Paris Nocturne by Patrick Modiano, trans. by Phoebe Western-Evans
Text, 2015,ISBN 9781925240108
Little Jewel by Patrick Modiano, trans. by Phoebe Western-Evans
Text, 2015, ISBN 9781925240115
(Age: Senior secondary) Patrick Modiano is the winner of the 2014
Nobel Prize for literature. In the reviewed titles his themes of
memory and loss are teased out in the experiences of two young
narrators, the eponymous Little Jewel and the other nameless. The
main characters restlessly traverse the streets of Paris on foot or
by Metro or train; they wait in waiting rooms or bars for hints
about their past and their futures. Key events from their childhoods
are eventually remembered as they follow back and forth significant
threads of thought. The elusive dread that is part of movie director
David Lynch's work is similar to the fear of knowledge and the
questioning of reality that is evoked in these novels. The narrators
experience similar events, the smell of ether, the dog that was lost
in childhood, the shabby overcoats that point to knowledge of the
sinister parent who has in each case disappeared. Little seems
certain in their lives as their thoughts move back and forth in time
and their bodies from place to place. These are city dwellers, and
they list the streets they restlessly walk, but to them landscape
and country places seem critical for identity. Much of the action is
dream-like but is anchored in precise locations, the country towns
from childhood, the apartment rooms that they may have stayed in and
the places they may escape to.
The main character in Little Jewel, nineteen-year-old
Therese, is waiting in the Metro when she sees a woman in a yellow
coat who she feels may be her mother. As she follows the woman who
is obviously impoverished Therese remembers details about her and
their life together. Her mother was an actress and dancer and had
once been in a movie with Therese whom she called Little Jewel. The
career of neither developed and the little girl is abandoned to
friends of her mother. This story is remembered over time when
Therese becomes a companion to a little girl whose parents are cold
and neglectful. When the child wants a dog as a companion the mother
orders Therese to put a stop to this. Therese remembers a dog she
herself had as a child, a dog that her mother callously abandoned.
When Therese nearly faints she is resuscitated with a whiff of ether
which reminds her of a childhood incident when she was taken to nuns
after an accident. The nuns treat her with ether and lots of
kindness. The little girl and her parents who increasingly seem
untrustworthy and cruel disappear and Therese is again abandoned.
Meanwhile she learns that the woman in the yellow coat is her mother
and is known as Death Cheater or the Kraut. Instead of confronting
her Therese turns from the past to the comfort of suicide, but is
saved and in a room of newborns (the hospital has run out of beds)
begins life again, supported by several friends.

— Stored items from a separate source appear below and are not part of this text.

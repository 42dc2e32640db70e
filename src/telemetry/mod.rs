//! Sensor telemetry: socket transport, reconnecting channel, and display helpers

pub mod channel;
pub mod display;
pub mod messages;
pub mod runner;
pub mod scheduler;
pub mod subscribers;
pub mod transport;

pub use channel::{ChannelEvent, ConnectionState, ConnectionStatus, RetryPolicy, TelemetryChannel};
pub use messages::{
    parse_frame, CameraQuality, DistanceReading, Frame, Orientation, SensorKind, TelemetryMessage,
};
pub use runner::{run_until, RunOutcome};
pub use scheduler::{Clock, ManualClock, Scheduler, SystemClock, TimerId, TimerQueue};
pub use subscribers::{Subscribers, SubscriptionId};
pub use transport::{Endpoint, MockTransport, SocketEvent, TcpLineTransport, Transport};

use crate::config::TelemetryConfig;

/// Channel type used against a live Raspberry Pi
pub type LiveChannel = TelemetryChannel<TcpLineTransport, TimerQueue<SystemClock>>;

/// Build a TCP-backed channel from configuration
pub fn live_channel(config: &TelemetryConfig) -> LiveChannel {
    let transport = TcpLineTransport::new(config.connect_timeout(), config.poll_interval());
    TelemetryChannel::new(
        transport,
        TimerQueue::new(),
        RetryPolicy::from_config(config),
    )
}
//! Reconnecting telemetry channel.
//!
//! Owns one socket (through a [`Transport`]), decodes frames, fans events
//! out to [`Subscribers`], and reconnects after unexpected drops.
//!
//! # State Machine
//!
//! ```text
//!                 connect()
//! ┌──────────────┐ ─────────▶ ┌────────────┐  Opened   ┌───────────┐
//! │ Disconnected │            │ Connecting │ ────────▶ │ Connected │
//! │              │ ◀───────── │            │           │           │
//! └──────────────┘  Closed /  └────────────┘           └─────┬─────┘
//!     ▲      │      open err        ▲                        │
//!     │      │ retry timer          │                        │ Closed
//!     │      └──────────────────────┘                        │
//!     └──────────────────────────────────────────────────────┘
//! ```
//!
//! On every unexpected close the retry counter is compared with
//! `max_attempts`. Below the limit a timer is scheduled and the counter
//! incremented; at the limit the channel gives up and reports
//! [`ConnectionStatus::PermanentlyDisconnected`] once. A successful open
//! resets the counter.
//!
//! [`TelemetryChannel::close`] is the intentional teardown: it cancels a
//! pending timer and late close events from the transport are ignored.
//!
//! # Example
//!
//! ```ignore
//! let transport = TcpLineTransport::new(connect_timeout, poll_interval);
//! let mut channel = TelemetryChannel::new(transport, TimerQueue::new(), RetryPolicy::default());
//! channel.subscribe(|event| println!("{:?}", event));
//! channel.connect("tcp://raspberrypi.local:8765")?;
//! loop {
//!     channel.poll();
//! }
//! ```

use std::time::Duration;

use crossbeam_channel::Receiver;

use crate::config::TelemetryConfig;
use crate::error::Result;
use crate::telemetry::messages::{parse_frame, Frame, TelemetryMessage};
use crate::telemetry::scheduler::{Scheduler, TimerId};
use crate::telemetry::subscribers::{Subscribers, SubscriptionId};
use crate::telemetry::transport::{Endpoint, SocketEvent, Transport};

/// Socket state
#[derive(Debug, Clone, Copy, PartialEq, Eq, Default)]
pub enum ConnectionState {
    #[default]
    Disconnected,
    Connecting,
    Connected,
}

/// Connection notifications delivered to subscribers
#[derive(Debug, Clone, PartialEq)]
pub enum ConnectionStatus {
    Connected,
    Disconnected {
        reason: String,
        /// True when the caller closed the channel
        intentional: bool,
    },
    /// A reconnect attempt has been scheduled
    Reconnecting {
        attempt: u32,
        max_attempts: u32,
        delay: Duration,
    },
    /// Retry budget exhausted; no further attempts will be made
    PermanentlyDisconnected { attempts: u32 },
}

/// Event delivered to every subscriber
#[derive(Debug, Clone, PartialEq)]
pub enum ChannelEvent {
    Connection(ConnectionStatus),
    Telemetry(TelemetryMessage),
    /// Frame that could not be parsed as JSON
    Raw(String),
}

/// Reconnect policy
#[derive(Debug, Clone, PartialEq)]
pub struct RetryPolicy {
    /// Reconnect attempts after an unexpected close.
    /// Default: 3
    pub max_attempts: u32,

    /// Delay before the first attempt.
    /// Default: 3s
    pub delay: Duration,

    /// Multiplier applied per further attempt (1.0 keeps the delay fixed).
    /// Default: 1.0
    pub backoff_multiplier: f64,

    /// Cap on the grown delay.
    /// Default: 30s
    pub max_delay: Duration,
}

impl Default for RetryPolicy {
    fn default() -> Self {
        Self {
            max_attempts: 3,
            delay: Duration::from_secs(3),
            backoff_multiplier: 1.0,
            max_delay: Duration::from_secs(30),
        }
    }
}

impl RetryPolicy {
    pub fn from_config(config: &TelemetryConfig) -> Self {
        Self {
            max_attempts: config.max_reconnect_attempts,
            delay: Duration::from_millis(config.reconnect_delay_ms),
            backoff_multiplier: config.backoff_multiplier,
            max_delay: Duration::from_millis(config.max_reconnect_delay_ms),
        }
    }

    /// Delay before the given attempt (1-based)
    pub fn delay_for(&self, attempt: u32) -> Duration {
        let cap = self.max_delay.max(self.delay);
        let exponent = attempt.saturating_sub(1).min(i32::MAX as u32) as i32;
        let scaled = self.delay.as_secs_f64() * self.backoff_multiplier.powi(exponent);
        if scaled.is_finite() && scaled >= 0.0 {
            Duration::from_secs_f64(scaled.min(cap.as_secs_f64()))
        } else {
            cap
        }
    }
}

/// Transport events handled by one [`TelemetryChannel::poll`] call
pub const MAX_EVENTS_PER_POLL: usize = 64;

/// Telemetry channel bound to one endpoint at a time
pub struct TelemetryChannel<T: Transport, S: Scheduler> {
    transport: T,
    scheduler: S,
    policy: RetryPolicy,
    subscribers: Subscribers,
    endpoint: Option<Endpoint>,
    state: ConnectionState,
    /// Reconnect attempts since the last successful open
    retry_count: u32,
    pending_timer: Option<TimerId>,
    intentional_close: bool,
    gave_up: bool,
}

impl<T: Transport, S: Scheduler> TelemetryChannel<T, S> {
    pub fn new(transport: T, scheduler: S, policy: RetryPolicy) -> Self {
        Self {
            transport,
            scheduler,
            policy,
            subscribers: Subscribers::new(),
            endpoint: None,
            state: ConnectionState::Disconnected,
            retry_count: 0,
            pending_timer: None,
            intentional_close: false,
            gave_up: false,
        }
    }

    /// Open the socket to `url`.
    ///
    /// No-op while connected or connecting. From Disconnected this starts
    /// afresh: pending retries are cancelled and the retry budget restored.
    pub fn connect(&mut self, url: &str) -> Result<()> {
        if self.state != ConnectionState::Disconnected {
            tracing::debug!("connect({}) ignored, channel is {:?}", url, self.state);
            return Ok(());
        }

        let endpoint = Endpoint::parse(url)?;
        self.cancel_pending_timer();
        self.intentional_close = false;
        self.gave_up = false;
        self.retry_count = 0;
        self.endpoint = Some(endpoint);
        self.open();
        Ok(())
    }

    /// Intentional teardown: cancels any pending reconnect and closes the socket
    pub fn close(&mut self) {
        self.intentional_close = true;
        self.cancel_pending_timer();

        if self.state != ConnectionState::Disconnected {
            self.transport.close();
            self.state = ConnectionState::Disconnected;
            tracing::info!("Telemetry channel closed");
            self.subscribers
                .deliver(&ChannelEvent::Connection(ConnectionStatus::Disconnected {
                    reason: "closed by caller".into(),
                    intentional: true,
                }));
        }
    }

    /// Fire expired timers, then handle up to [`MAX_EVENTS_PER_POLL`]
    /// transport events.
    ///
    /// Returns the number of events handled. A feed that never goes quiet
    /// still hands control back to the caller after each batch.
    pub fn poll(&mut self) -> usize {
        let mut handled = 0;

        for id in self.scheduler.expired() {
            self.on_timer(id);
            handled += 1;
        }

        let mut budget = MAX_EVENTS_PER_POLL;
        while budget > 0
            && (self.transport.is_open() || self.state != ConnectionState::Disconnected)
        {
            budget -= 1;
            match self.transport.poll_event() {
                Ok(Some(event)) => {
                    self.handle_event(event);
                    handled += 1;
                }
                Ok(None) => break,
                Err(e) => {
                    tracing::warn!("Telemetry transport error: {}", e);
                    self.transport.close();
                    self.handle_event(SocketEvent::Closed(e.to_string()));
                    handled += 1;
                    break;
                }
            }
        }

        handled
    }

    /// Apply one socket event
    pub fn handle_event(&mut self, event: SocketEvent) {
        match event {
            SocketEvent::Opened => self.on_opened(),
            SocketEvent::Frame(text) => self.on_frame(&text),
            SocketEvent::Closed(reason) => self.on_closed(reason),
        }
    }

    pub fn subscribe<F>(&self, callback: F) -> SubscriptionId
    where
        F: FnMut(&ChannelEvent) + Send + 'static,
    {
        self.subscribers.subscribe(callback)
    }

    pub fn subscribe_stream(&self) -> (SubscriptionId, Receiver<ChannelEvent>) {
        self.subscribers.subscribe_stream()
    }

    pub fn unsubscribe(&self, id: SubscriptionId) -> bool {
        self.subscribers.unsubscribe(id)
    }

    /// Shared handle to the subscriber set, usable from inside callbacks.
    ///
    /// See [`Subscribers::deliver`] for nested delivery.
    pub fn subscribers(&self) -> Subscribers {
        self.subscribers.clone()
    }

    pub fn state(&self) -> ConnectionState {
        self.state
    }

    pub fn retry_count(&self) -> u32 {
        self.retry_count
    }

    pub fn pending_timer(&self) -> Option<TimerId> {
        self.pending_timer
    }

    pub fn is_permanently_disconnected(&self) -> bool {
        self.gave_up
    }

    pub fn endpoint(&self) -> Option<&Endpoint> {
        self.endpoint.as_ref()
    }

    pub fn policy(&self) -> &RetryPolicy {
        &self.policy
    }

    pub fn scheduler(&self) -> &S {
        &self.scheduler
    }

    fn open(&mut self) {
        let endpoint = match self.endpoint.clone() {
            Some(ep) => ep,
            None => return,
        };

        self.state = ConnectionState::Connecting;
        tracing::debug!("Opening telemetry socket to {}", endpoint);

        if let Err(e) = self.transport.open(&endpoint) {
            tracing::warn!("Failed to connect to {}: {}", endpoint, e);
            self.on_closed(e.to_string());
        }
    }

    fn on_opened(&mut self) {
        if self.intentional_close {
            // Socket finished opening after close(); discard it
            self.transport.close();
            return;
        }

        self.state = ConnectionState::Connected;
        self.retry_count = 0;
        self.gave_up = false;
        tracing::info!(
            "Telemetry channel connected to {}",
            self.endpoint
                .as_ref()
                .map(|e| e.to_string())
                .unwrap_or_default()
        );
        self.subscribers
            .deliver(&ChannelEvent::Connection(ConnectionStatus::Connected));
    }

    fn on_frame(&mut self, text: &str) {
        if self.state != ConnectionState::Connected {
            tracing::debug!("Dropping frame received while {:?}", self.state);
            return;
        }

        let text = text.trim();
        if text.is_empty() {
            return;
        }

        let event = match parse_frame(text) {
            Frame::Message(msg) => ChannelEvent::Telemetry(msg),
            Frame::Raw(raw) => {
                tracing::warn!("Unparseable telemetry frame, delivering raw payload");
                ChannelEvent::Raw(raw)
            }
        };
        self.subscribers.deliver(&event);
    }

    fn on_closed(&mut self, reason: String) {
        if self.intentional_close {
            tracing::debug!("Ignoring close after teardown: {}", reason);
            return;
        }

        self.state = ConnectionState::Disconnected;
        tracing::warn!("Telemetry channel disconnected: {}", reason);
        self.subscribers
            .deliver(&ChannelEvent::Connection(ConnectionStatus::Disconnected {
                reason,
                intentional: false,
            }));

        if self.pending_timer.is_some() {
            return;
        }

        if self.retry_count < self.policy.max_attempts {
            self.retry_count += 1;
            let delay = self.policy.delay_for(self.retry_count);
            self.pending_timer = Some(self.scheduler.schedule(delay));
            tracing::info!(
                "Reconnecting in {:?} (attempt {}/{})",
                delay,
                self.retry_count,
                self.policy.max_attempts
            );
            self.subscribers
                .deliver(&ChannelEvent::Connection(ConnectionStatus::Reconnecting {
                    attempt: self.retry_count,
                    max_attempts: self.policy.max_attempts,
                    delay,
                }));
        } else if !self.gave_up {
            self.gave_up = true;
            tracing::error!(
                "Telemetry channel gave up after {} reconnect attempts",
                self.retry_count
            );
            self.subscribers.deliver(&ChannelEvent::Connection(
                ConnectionStatus::PermanentlyDisconnected {
                    attempts: self.retry_count,
                },
            ));
        }
    }

    fn on_timer(&mut self, id: TimerId) {
        if self.pending_timer != Some(id) {
            return;
        }
        self.pending_timer = None;

        if self.intentional_close || self.state != ConnectionState::Disconnected {
            return;
        }
        self.open();
    }

    fn cancel_pending_timer(&mut self) {
        if let Some(id) = self.pending_timer.take() {
            self.scheduler.cancel(id);
            tracing::debug!("Cancelled pending reconnect");
        }
    }
}

impl<T: Transport, S: Scheduler> Drop for TelemetryChannel<T, S> {
    fn drop(&mut self) {
        self.intentional_close = true;
        self.cancel_pending_timer();
        self.transport.close();
    }
}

Paris Nocturne begins with a minor car crash. The nameless
21-year-old narrator is hit and slightly injured by a 'sea-green
Fiat' driven by a young blonde woman. When they are both taken to
hospital a bond seems to be established, but a heavily built dark
man, Soliere, seems determined that the relationship should not
develop. The smell of ether in the hospital reminds the narrator of
an incident from his past and the reader begins to learn of his
unhappy childhood, when he was raised by an untrustworthy father in
a series of hotel rooms. This culminated in his father calling the
police chief to take the boy, now aged seventeen, away as a
nuisance. This humiliating encounter perhaps resulted in other
memories being suppressed, but Soliere reminds the narrator of his
father and he now remembers meetings in specific cafes. His father
became more dishevelled until finally they no longer met. The
Narrator's memory of specific streets and rooms seems to assure him
of his own reality. He learns the name of the car's driver and
becomes obsessed with finding her. Events like encounters with
Soliere seem sinister and designed to point him away from her, and
the chronology is not always clear as memories are intertwined with
the present. One night the narrator follows a black dog which seems
to be the one he had as a child. The streets seem to become darker
and Soliere more sinister, but when he finds the driver, Jacqueline
Beausergent, her calm and confident manner reassures him and he is
further soothed by her memories of a village near one that he had
stayed in as a child. He seems ready to accept happiness.
In both novels there are the recurring elements of the colour that
provokes memory, the lost dog that symbolises a loss of love and
security, ether that promises safety in loss of memory and escape
and characters that parallel each other in terms of character and
action. Both concern the helplessness and unhappiness of children,
the disconnect between young adults and their social environment and
the nature of memory, in a way that is Proustian. The characters are
restless and rootless as they move through the streets of Paris,
seen here as both seedy and sinister. The language is deceptively
simple but rich in metaphor. The novels are short but reward close
reading and could be used by senior students.